Rony Ponthieux, Haitian TPS Holder, said:
I have been in this country for 18 years. I was able to go to school thanks to TPS. I am currently a registered nurse working for one of the largest hospitals in Miami. Yesterday was very shocking when I heard the news. We all know the situation in Haiti has not improved. Haiti is the poorest country in the Western Hemisphere. Seven years is not enough for it to recover and the country is still in critical condition. I have a home and a job here. In Haiti I have nothing. Therefore, we ask Congress to provide a permanent solution so we can stay.

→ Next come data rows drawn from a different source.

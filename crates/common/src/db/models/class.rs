//! Class (department + semester + section) entity
//!
//! Membership is implied by matching the student's department/semester/section.

use sea_orm::entity::prelude::*;
use serde::{Deserialize, Serialize};

#[derive(Clone, Debug, PartialEq, Eq, DeriveEntityModel, Serialize, Deserialize)]
#[sea_orm(table_name = "classes")]
pub struct Model {
    #[sea_orm(primary_key)]
    pub id: i32,

    #[sea_orm(nullable)]
    pub institute_id: Option<i32>,

    pub department: String,

    pub semester: i32,

    pub section: String,

    pub capacity: i32,
}

#[derive(Copy, Clone, Debug, EnumIter, DeriveRelation)]
pub enum Relation {
    #[sea_orm(
        belongs_to = "super::institute::Entity",
        from = "Column::InstituteId",
        to = "super::institute::Column::Id",
        on_delete = "Cascade"
    )]
    Institute,
}

impl ActiveModelBehavior for ActiveModel {}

Cristina Ponthieux, the U.S.-born daughter of Haitian TPS Holder Rony Ponthieux, said:
How can people who have been here for so long, like my mother and father, be deported when they have been contributing to the economic, social, and political fabric of this great nation? How could [the Trump Administration] do this to me, to us, to my family? I love my family and I cannot imagine my life without them. What am I going to give thanks for on Thanksgiving Day? How will my parents be able to put food on the table in Haiti? Provide shelter and school for me? I know a lot things about Haiti, but I have never been there before. After the 2010 earthquake, the cholera outbreak, and the hurricanes it is too much for Haiti [to handle]. President Trump, you are the son of two immigrants. You are also very smart. You married an immigrant woman. Imagine what it feels like for TPS recipients to leave their U.S.-born children behind. Think about me, think about LaGrande, and other children of TPS recipients who could have to accompany their parents back to their countries of origin in dangerous and life-threatening conditions. I believe I deserve to stay. I believe my parents deserve to stay. I believe all TPS recipients deserve to stay.